And we should consider every day lost on which we have not danced at least once. And we should call every truth false which was not accompanied by at least one laugh. – Friedrich Nietzsche

It was true. You can’t get there from here. — Photo by Pat Bean

Adventures with Pepper: Day: Day 20-21

I literally couldn’t get there from here after I left Illinois and drove into Indiana.  I misread a warning sign, thinking it was the other direction in which the bridge was out.

It wasn’t.

Time to back-track and follow the detour signs.

They led me to Clay City, Indiana, which calls itself the Mayberry of the Midwest, and then onto Highway 246, a narrow, winding backroad on which the colors of fall had already arrived. While I regretted my error, I was sure glad I got to drive the detour.

I wasn’t that happy, however, about getting lost in Bloomington, where I wandered around for an hour. I stopped for directions and twice people gave me wrong ones. I finally found a place to park, somewhere on the University of Indiana campus, where the last direction giver had sent me, and got onto my computer to seek out my own way out of town.

The trail Pepper and I walked daily — Photo by Pat Bean

Thankfully, I was just two blocks from Highway 45, which I had been following until I got side-tracked by Bloomington construction. Once back on the right road, I stayed on it to Nashville – Indiana not Tennessee.

My campground for the next two days would be the Last Resort Campground, where it rained most of the time. There was a nice trail behind the park, which Pepper and I walked several times a day, usually starting out during a lull in the dripping sky, which usually didn’t last until we got back to the RV.

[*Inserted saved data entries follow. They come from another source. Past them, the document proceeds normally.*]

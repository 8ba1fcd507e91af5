use std::collections::BTreeMap;

use chrono::{DateTime, Utc};
use log::{debug, info, warn};
use serde::{Deserialize, Serialize};
use snafu::prelude::*;

use crate::percentage;
use crate::station::PollingStation;
use crate::types::*;

/// The tally sheet filed for one polling station.
///
/// A record starts as a draft and accepts vote entries until it is finalized
/// with an official seal. Every mutator rejects a finalized record with
/// [`TallyError::AlreadyFinalized`].
///
/// The number of registered voters is copied from the station when the record
/// is created. Later changes to the station do not affect it.
#[derive(Eq, PartialEq, Debug, Clone, Serialize, Deserialize)]
#[serde(rename_all = "camelCase")]
pub struct ElectoralRecord {
    id: RecordId,
    title: String,
    created_at: DateTime<Utc>,
    place: String,
    station_id: StationId,
    record_number: String,
    total_registered_voters: u64,
    // One entry per candidate.
    vote_records: BTreeMap<CandidateId, VoteRecord>,
    blank_votes: u64,
    null_votes: u64,
    observations: String,
    signatures: Vec<String>,
    state: RecordState,
    updated_at: DateTime<Utc>,
}

impl ElectoralRecord {
    pub fn new(title: &str, station: &PollingStation, place: &str, record_number: &str) -> Self {
        let now = Utc::now();
        ElectoralRecord {
            id: RecordId::new(),
            title: title.to_string(),
            created_at: now,
            place: place.to_string(),
            station_id: station.id(),
            record_number: record_number.to_string(),
            total_registered_voters: station.registered_voters(),
            vote_records: BTreeMap::new(),
            blank_votes: 0,
            null_votes: 0,
            observations: String::new(),
            signatures: Vec::new(),
            state: RecordState::Draft,
            updated_at: now,
        }
    }

    pub fn id(&self) -> RecordId {
        self.id
    }

    pub fn title(&self) -> &str {
        &self.title
    }

    pub fn created_at(&self) -> DateTime<Utc> {
        self.created_at
    }

    pub fn updated_at(&self) -> DateTime<Utc> {
        self.updated_at
    }

    pub fn place(&self) -> &str {
        &self.place
    }

    pub fn station_id(&self) -> StationId {
        self.station_id
    }

    pub fn record_number(&self) -> &str {
        &self.record_number
    }

    pub fn total_registered_voters(&self) -> u64 {
        self.total_registered_voters
    }

    pub fn vote_records(&self) -> impl Iterator<Item = &VoteRecord> {
        self.vote_records.values()
    }

    pub fn vote_record(&self, candidate_id: CandidateId) -> Option<&VoteRecord> {
        self.vote_records.get(&candidate_id)
    }

    pub fn blank_votes(&self) -> u64 {
        self.blank_votes
    }

    pub fn null_votes(&self) -> u64 {
        self.null_votes
    }

    pub fn observations(&self) -> &str {
        &self.observations
    }

    pub fn signatures(&self) -> &[String] {
        &self.signatures
    }

    pub fn state(&self) -> &RecordState {
        &self.state
    }

    pub fn is_finalized(&self) -> bool {
        matches!(self.state, RecordState::Finalized { .. })
    }

    /// The seal token, empty until the record is finalized.
    pub fn official_seal(&self) -> Option<&str> {
        match &self.state {
            RecordState::Draft => None,
            RecordState::Finalized { seal, .. } => Some(seal.as_str()),
        }
    }

    fn ensure_draft(&self) -> TallyResult<()> {
        if self.is_finalized() {
            warn!("electoral record {}: rejected mutation after finalization", self.id);
        }
        ensure!(
            !self.is_finalized(),
            AlreadyFinalizedSnafu {
                kind: EntityKind::Record,
                id: self.id.to_string()
            }
        );
        Ok(())
    }

    /// Sets the count for a candidate. A second call for the same candidate
    /// overwrites the first one; counts are never summed.
    pub fn add_vote_record(
        &mut self,
        candidate_id: CandidateId,
        votes: u64,
        preferential_votes: u64,
    ) -> TallyResult<()> {
        self.ensure_draft()?;
        let line = VoteRecord {
            candidate_id,
            votes,
            preferential_votes,
        };
        let lines = self
            .vote_records
            .values()
            .filter(|vr| vr.candidate_id != candidate_id)
            .chain(std::iter::once(&line));
        ensure_fits(lines, self.blank_votes, self.null_votes)?;
        if preferential_votes > votes {
            warn!(
                "electoral record {}: candidate {} has more preferential votes ({}) than votes ({})",
                self.id, candidate_id, preferential_votes, votes
            );
        }
        let previous = self.vote_records.insert(candidate_id, line);
        if let Some(p) = previous {
            debug!(
                "add_vote_record: record {}: candidate {} overwritten ({} -> {})",
                self.id, candidate_id, p.votes, votes
            );
        }
        self.updated_at = Utc::now();
        Ok(())
    }

    /// Absolute counts, not deltas.
    pub fn set_blank_and_null_votes(&mut self, blank_votes: u64, null_votes: u64) -> TallyResult<()> {
        self.ensure_draft()?;
        ensure_fits(self.vote_records.values(), blank_votes, null_votes)?;
        self.blank_votes = blank_votes;
        self.null_votes = null_votes;
        self.updated_at = Utc::now();
        Ok(())
    }

    pub fn add_signature(&mut self, signature: &str) -> TallyResult<()> {
        self.ensure_draft()?;
        self.signatures.push(signature.to_string());
        self.updated_at = Utc::now();
        Ok(())
    }

    /// Replaces the observations.
    pub fn add_observation(&mut self, observations: &str) -> TallyResult<()> {
        self.ensure_draft()?;
        self.observations = observations.to_string();
        self.updated_at = Utc::now();
        Ok(())
    }

    /// Seals the record. There is no way back.
    pub fn finalize(&mut self, official_seal: &str) -> TallyResult<()> {
        self.ensure_draft()?;
        required("officialSeal", official_seal)?;
        let now = Utc::now();
        self.state = RecordState::Finalized {
            seal: official_seal.to_string(),
            finalized_at: now,
        };
        self.updated_at = now;
        info!(
            "electoral record {} ({}) finalized with {} effective voters",
            self.record_number,
            self.id,
            self.total_effective_voters()
        );
        Ok(())
    }

    /// Effective voters and preferential votes, or `None` if either does not
    /// fit in a `u64`. Always `Some` for a record built through its mutators.
    pub(crate) fn checked_totals(&self) -> Option<(u64, u64)> {
        checked_totals(self.vote_records.values(), self.blank_votes, self.null_votes)
    }

    /// Sum of the regular votes of all candidates. Blank, null and preferential
    /// votes are not included.
    pub fn total_valid_votes(&self) -> u64 {
        self.vote_records.values().map(|vr| vr.votes).sum()
    }

    pub fn total_effective_voters(&self) -> u64 {
        self.total_valid_votes() + self.blank_votes + self.null_votes
    }

    /// Effective over registered voters, in percent. 0 when nobody is registered.
    pub fn turnout_percentage(&self) -> f64 {
        percentage(self.total_effective_voters(), self.total_registered_voters)
    }
}

fn checked_totals<'a>(
    lines: impl Iterator<Item = &'a VoteRecord>,
    blank_votes: u64,
    null_votes: u64,
) -> Option<(u64, u64)> {
    let mut effective = blank_votes.checked_add(null_votes)?;
    let mut preferential: u64 = 0;
    for vr in lines {
        effective = effective.checked_add(vr.votes)?;
        preferential = preferential.checked_add(vr.preferential_votes)?;
    }
    Some((effective, preferential))
}

fn ensure_fits<'a>(
    lines: impl Iterator<Item = &'a VoteRecord>,
    blank_votes: u64,
    null_votes: u64,
) -> TallyResult<()> {
    let fits = checked_totals(lines, blank_votes, null_votes).is_some();
    if !fits {
        warn!("electoral record: rejected counts that overflow the record totals");
    }
    ensure!(fits, CountOverflowSnafu { field: "votes" });
    Ok(())
}

#[cfg(test)]
mod tests {
    use super::*;

    fn record(registered: u64) -> ElectoralRecord {
        let station = PollingStation::new("001", "School 4", "Main St 12", registered);
        ElectoralRecord::new("Record 1", &station, "School 4", "A-001")
    }

    #[test]
    fn resubmission_overwrites() {
        let mut r = record(200);
        let c = CandidateId::new();
        r.add_vote_record(c, 10, 2).unwrap();
        r.add_vote_record(c, 10, 2).unwrap();
        assert_eq!(r.vote_records().count(), 1);
        assert_eq!(
            r.vote_record(c),
            Some(&VoteRecord {
                candidate_id: c,
                votes: 10,
                preferential_votes: 2
            })
        );
        r.add_vote_record(c, 7, 0).unwrap();
        assert_eq!(r.vote_record(c).map(|vr| vr.votes), Some(7));
        assert_eq!(r.total_valid_votes(), 7);
    }

    #[test]
    fn effective_voters_follow_every_mutation() {
        let mut r = record(200);
        let a = CandidateId::new();
        let b = CandidateId::new();
        r.add_vote_record(a, 50, 4).unwrap();
        r.add_vote_record(b, 30, 0).unwrap();
        assert_eq!(r.total_effective_voters(), 80);
        r.set_blank_and_null_votes(5, 2).unwrap();
        assert_eq!(r.total_effective_voters(), 87);
        r.set_blank_and_null_votes(1, 1).unwrap();
        assert_eq!(r.total_effective_voters(), 82);
        // Preferential votes are not part of the valid total.
        assert_eq!(r.total_valid_votes(), 80);
    }

    #[test]
    fn turnout() {
        let mut r = record(200);
        r.add_vote_record(CandidateId::new(), 90, 0).unwrap();
        r.set_blank_and_null_votes(8, 2).unwrap();
        assert_eq!(r.turnout_percentage(), 50.0);

        let mut empty = record(0);
        empty.add_vote_record(CandidateId::new(), 3, 0).unwrap();
        assert_eq!(empty.turnout_percentage(), 0.0);
    }

    #[test]
    fn registered_voters_are_a_snapshot() {
        let mut station = PollingStation::new("002", "Club", "Side St 1", 100);
        let r = ElectoralRecord::new("Record 2", &station, "Club", "A-002");
        station.update(crate::station::StationUpdate {
            registered_voters: Some(500),
            ..Default::default()
        });
        assert_eq!(r.total_registered_voters(), 100);
        assert_eq!(r.station_id(), station.id());
    }

    #[test]
    fn finalization_is_terminal() {
        let mut r = record(200);
        let c = CandidateId::new();
        r.add_vote_record(c, 12, 1).unwrap();
        r.add_signature("President").unwrap();
        assert_eq!(r.official_seal(), None);
        r.finalize("SEAL-001").unwrap();
        assert!(r.is_finalized());
        assert_eq!(r.official_seal(), Some("SEAL-001"));

        let expected = TallyError::AlreadyFinalized {
            kind: EntityKind::Record,
            id: r.id().to_string(),
        };
        assert_eq!(r.add_vote_record(c, 99, 0), Err(expected.clone()));
        assert_eq!(r.set_blank_and_null_votes(1, 1), Err(expected.clone()));
        assert_eq!(r.add_signature("Secretary"), Err(expected.clone()));
        assert_eq!(r.add_observation("late"), Err(expected.clone()));
        assert_eq!(r.finalize("SEAL-002"), Err(expected));

        assert!(r.is_finalized());
        assert_eq!(r.official_seal(), Some("SEAL-001"));
        assert_eq!(r.vote_record(c).map(|vr| vr.votes), Some(12));
        assert_eq!(r.signatures(), &["President".to_string()]);
    }

    #[test]
    fn seal_must_not_be_blank() {
        let mut r = record(10);
        assert_eq!(
            r.finalize(" "),
            Err(TallyError::EmptyField {
                field: "officialSeal"
            })
        );
        assert!(!r.is_finalized());
    }

    #[test]
    fn totals_cannot_overflow() {
        let mut r = record(100);
        let big = i64::MAX as u64;
        let (a, b, c) = (CandidateId::new(), CandidateId::new(), CandidateId::new());
        r.add_vote_record(a, big, 0).unwrap();
        r.add_vote_record(b, big, 0).unwrap();
        assert_eq!(
            r.add_vote_record(c, 5, 0),
            Err(TallyError::CountOverflow { field: "votes" })
        );
        assert!(r.vote_record(c).is_none());
        assert_eq!(r.total_valid_votes(), u64::MAX - 1);

        assert_eq!(
            r.set_blank_and_null_votes(1, 1),
            Err(TallyError::CountOverflow { field: "votes" })
        );
        assert_eq!(r.blank_votes(), 0);
        r.set_blank_and_null_votes(1, 0).unwrap();
        assert_eq!(r.total_effective_voters(), u64::MAX);

        // Replacing a line only counts the new value.
        r.set_blank_and_null_votes(0, 0).unwrap();
        r.add_vote_record(b, 1, 0).unwrap();
        assert_eq!(r.total_valid_votes(), big + 1);
        assert_eq!(r.checked_totals(), Some((big + 1, 0)));
    }

    #[test]
    fn preferential_totals_cannot_overflow() {
        let mut r = record(100);
        r.add_vote_record(CandidateId::new(), 1, u64::MAX).unwrap();
        assert_eq!(
            r.add_vote_record(CandidateId::new(), 1, 1),
            Err(TallyError::CountOverflow { field: "votes" })
        );
    }

    #[test]
    fn observations_are_replaced() {
        let mut r = record(10);
        r.add_observation("ink shortage").unwrap();
        r.add_observation("resolved").unwrap();
        assert_eq!(r.observations(), "resolved");
    }
}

All part of travel – and since no whining is allowed in Gypsy Lee, I didn’t

Book Report: Travels with Maggie now at 55,432 words

            Bean Pat: Wildflowers http://tinyurl.com/9r3lg27 A reminder that beauty can be found anywhere. Almost makes me want to hurry back to Texas. I love this blog because it’s helping me learn the names of wildflowers. As a writer, I need to know these things, because a flower is not a flower, it’s a poppy or a penstemon or a bluebonnet – or as it was today, a blazing star or a gayfeather, or for the scientific-minded, which I am not, a liatris mucronate.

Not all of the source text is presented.